- **TRY IT**
Work through the entries below line by line and give the number of lines with the string "impl", nothing else.

-----

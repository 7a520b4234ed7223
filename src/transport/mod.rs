//! Reactor-managed transport handles.
//!
//! A [`Channel`] is the underlying transport of one socket core: a TCP
//! stream (possibly still pending activation), a UDP socket, or a listener.
//! All channel I/O runs in reactor tasks; callers only touch the channel
//! through its queues, budget counters, and the kept duplicate fd.

pub(crate) mod datagram;
pub(crate) mod listener;
pub(crate) mod stream;

use crate::error::SockError;
use crate::runtime::SharedCompletion;

use bytes::Bytes;
use parking_lot::{Condvar, Mutex, RwLock};
use std::io;
use std::net::SocketAddr;
use std::os::fd::{AsRawFd, BorrowedFd, OwnedFd, RawFd};
use std::sync::atomic::AtomicUsize;
use std::sync::Arc;
use tokio::net::UdpSocket;
use tokio_util::sync::CancellationToken;

/// Bytes a stream channel accepts before it stops being writable, the
/// facade's model of "bytes writable without blocking the reactor".
pub(crate) const WRITE_BUDGET: usize = 256 * 1024;

/// Read chunk size for stream reader tasks.
pub(crate) const READ_CHUNK: usize = 64 * 1024;

/// Largest datagram the reader task will deliver.
pub(crate) const MAX_DATAGRAM: usize = 64 * 1024;

/// A write handed to the writer task. `done` resolves once the bytes have
/// been written and flushed; blocking senders wait on it, non-blocking
/// senders pass `None`.
pub(crate) struct WriteCmd {
  pub buf: Bytes,
  pub done: Option<SharedCompletion<Result<(), SockError>>>,
}

#[derive(Debug, Clone, Copy, PartialEq, Eq)]
pub(crate) enum ChannelKind {
  Stream,
  Datagram,
  Listener,
}

/// I/O state of a channel.
pub(crate) enum ChannelIo {
  /// Stream exists but no reader/writer task runs yet. Accepted children
  /// and not-yet-handshaken TLS clients stay here until first use.
  PendingStream(Option<tokio::net::TcpStream>),
  /// A TLS handshake owns the stream; neither plain activation nor another
  /// handshake may claim it.
  Handshaking,
  /// Reader/writer tasks are running.
  ActiveStream {
    writer_tx: async_channel::Sender<WriteCmd>,
    read_cancel: CancellationToken,
  },
  Datagram {
    sock: Arc<UdpSocket>,
  },
  Listener,
  Closed,
}

impl std::fmt::Debug for ChannelIo {
  fn fmt(&self, f: &mut std::fmt::Formatter<'_>) -> std::fmt::Result {
    let s = match self {
      ChannelIo::PendingStream(_) => "PendingStream",
      ChannelIo::Handshaking => "Handshaking",
      ChannelIo::ActiveStream { .. } => "ActiveStream",
      ChannelIo::Datagram { .. } => "Datagram",
      ChannelIo::Listener => "Listener",
      ChannelIo::Closed => "Closed",
    };
    f.write_str(s)
  }
}

#[derive(Debug)]
pub(crate) struct Channel {
  pub kind: ChannelKind,
  /// Duplicate of the raw socket fd, kept so option updates and address
  /// queries reach the live socket after the stream moved into I/O tasks.
  pub fd: OwnedFd,
  pub local_addr: Option<SocketAddr>,
  pub peer_addr: RwLock<Option<SocketAddr>>,
  pub io: Mutex<ChannelIo>,
  /// Cancels every task tied to this channel on close.
  pub cancel: CancellationToken,
  /// Remaining bytes the channel accepts without blocking.
  pub write_budget: AtomicUsize,
  pub write_gate: Mutex<()>,
  pub write_cv: Condvar,
}

impl Channel {
  pub fn new(
    kind: ChannelKind,
    fd: OwnedFd,
    local_addr: Option<SocketAddr>,
    peer_addr: Option<SocketAddr>,
    io: ChannelIo,
  ) -> Arc<Self> {
    Arc::new(Self {
      kind,
      fd,
      local_addr,
      peer_addr: RwLock::new(peer_addr),
      io: Mutex::new(io),
      cancel: CancellationToken::new(),
      write_budget: AtomicUsize::new(WRITE_BUDGET),
      write_gate: Mutex::new(()),
      write_cv: Condvar::new(),
    })
  }

  pub fn peer(&self) -> Option<SocketAddr> {
    *self.peer_addr.read()
  }

  /// True while the stream has not been claimed by activation or a TLS
  /// handshake.
  pub fn is_pending(&self) -> bool {
    matches!(*self.io.lock(), ChannelIo::PendingStream(_))
  }

  pub fn udp(&self) -> Option<Arc<UdpSocket>> {
    match &*self.io.lock() {
      ChannelIo::Datagram { sock } => Some(sock.clone()),
      _ => None,
    }
  }

  /// Tears the channel down: cancels its tasks and drops the transport.
  pub fn close(&self) {
    self.cancel.cancel();
    *self.io.lock() = ChannelIo::Closed;
    // Wake senders blocked on the write gate so they observe the closure.
    let _gate = self.write_gate.lock();
    self.write_cv.notify_all();
  }
}

/// Duplicates a raw fd into an owned handle for option application.
pub(crate) fn dup_fd(raw: RawFd) -> io::Result<OwnedFd> {
  // The source fd is owned by a live socket for the duration of this call.
  let borrowed = unsafe { BorrowedFd::borrow_raw(raw) };
  borrowed.try_clone_to_owned()
}

pub(crate) fn dup_fd_of<T: AsRawFd>(sock: &T) -> Result<OwnedFd, SockError> {
  dup_fd(sock.as_raw_fd()).map_err(SockError::from_io)
}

-----

- **ANSWER SPACE**
2